Razumow wstrząsnął głową.
— Tak, legalnie nie mam prawa do tego „otczestwa“, jakiem mnie pan łaskawie obdarzasz — ale cóż stąd? Nie mam ojca. Tem lepiej. Ale powiem panu, że dziadek mojej matki był chłopem — niewolnikiem. Widzisz, pan, jak bardzo jestem jednym z was. Nie żądam, żeby się kto do mnie przyznawał. Ale Rosja nie może się mnie wyrzec. Nie może.

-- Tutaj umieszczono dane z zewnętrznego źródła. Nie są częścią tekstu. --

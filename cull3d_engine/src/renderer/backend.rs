/// RenderBackend: capability interface to the graphics API.
///
/// The engine never talks to a graphics API directly. A backend compiles
/// programs, binds them, accepts named uniforms, and issues draws; the
/// caller supplies the implementation (OpenGL, Vulkan, or a headless
/// recorder).

use glam::{Mat4, Vec2, Vec3};
use crate::error::Result;

/// Opaque handle to a compiled program, issued by the backend.
#[derive(Debug, Clone, Copy, PartialEq, Eq, Hash)]
pub struct ProgramHandle(pub u32);

/// Vertex + fragment source for one program.
#[derive(Debug, Clone, PartialEq, Eq)]
pub struct ShaderSource {
    /// Debug name
    pub name: String,
    pub vertex: String,
    pub fragment: String,
}

impl ShaderSource {
    pub fn new(name: impl Into<String>, vertex: impl Into<String>, fragment: impl Into<String>) -> Self {
        Self {
            name: name.into(),
            vertex: vertex.into(),
            fragment: fragment.into(),
        }
    }
}

/// Value for `RenderBackend::set_uniform`.
#[derive(Debug, Clone, Copy, PartialEq)]
pub enum UniformValue {
    Int(i32),
    Float(f32),
    Vec2(Vec2),
    Vec3(Vec3),
    Mat4(Mat4),
}

/// One non-indexed triangle-list draw.
#[derive(Debug, Clone, Copy, PartialEq, Eq)]
pub struct DrawCall {
    pub first_vertex: u32,
    pub vertex_count: u32,
}

impl DrawCall {
    /// Draw `vertex_count` vertices from the start of the bound geometry.
    pub fn triangles(vertex_count: u32) -> Self {
        Self { first_vertex: 0, vertex_count }
    }
}

/// Graphics capability supplied by the caller.
///
/// Uniforms apply to the currently bound program.
pub trait RenderBackend: Send {
    /// Compile and link a program.
    fn compile_program(&mut self, source: &ShaderSource) -> Result<ProgramHandle>;

    /// Make `program` current.
    fn bind_program(&mut self, program: ProgramHandle) -> Result<()>;

    /// Set a uniform on the bound program.
    fn set_uniform(&mut self, name: &str, value: UniformValue) -> Result<()>;

    /// Issue a draw with the bound program.
    fn draw(&mut self, call: &DrawCall) -> Result<()>;

    /// Called once at the start of every frame, before any draw.
    fn begin_frame(&mut self) -> Result<()> {
        Ok(())
    }
}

Uderzył się pięścią w piersi.
— Ja jestem nią!
Piotr Iwanowicz postępował w dalszym ciągu zwolna, ze zwieszoną głową. Razumow szedł za nim, zły sam na siebie. Niepotrzebnie się z tem wyrywał. Wszelka szczerość była nieroztropną. A jednak — myślał z rozpaczą — niepodobieństwem było mijać się wciąż z prawdą. Piotr Iwanowicz, dumający za swemi ciemnemi szkłami, stał mu się nagle tak wstrętnym, że gdyby był miał nóż, byłby go pchnął nietylko bez skrupułu, ale z jakiemś straszliwem, pełnem triumfu zadowoleniem. Wyobraźnia wbrew jego woli krążyła dokoła tej okropności. Było z nim tak, jak gdyby tracił zmysły.
— Nikt nie posądziłby mnie o to — powtarzał sobie. — Nikt — mógłbym wyjść przez furtkę w tylnym parkanie, którą tu widzę. Nic łatwiejszego niż wyrwać tę lichą kłódkę. Nikt w domu zdaje się nie wiedzieć, że on tu jest ze mną. Ach!... tak. Kapelusz. Te baby zobaczyłyby wnet kapelusz, który zostawił w sieni. Poszłyby go szukać i znalazłyby go martwym na mokrej trawie. Ale ja byłbym już wtedy daleko i nikt nigdy... Wielki Boże, czy ja zwarjowałem? — pomyślał z trwogą.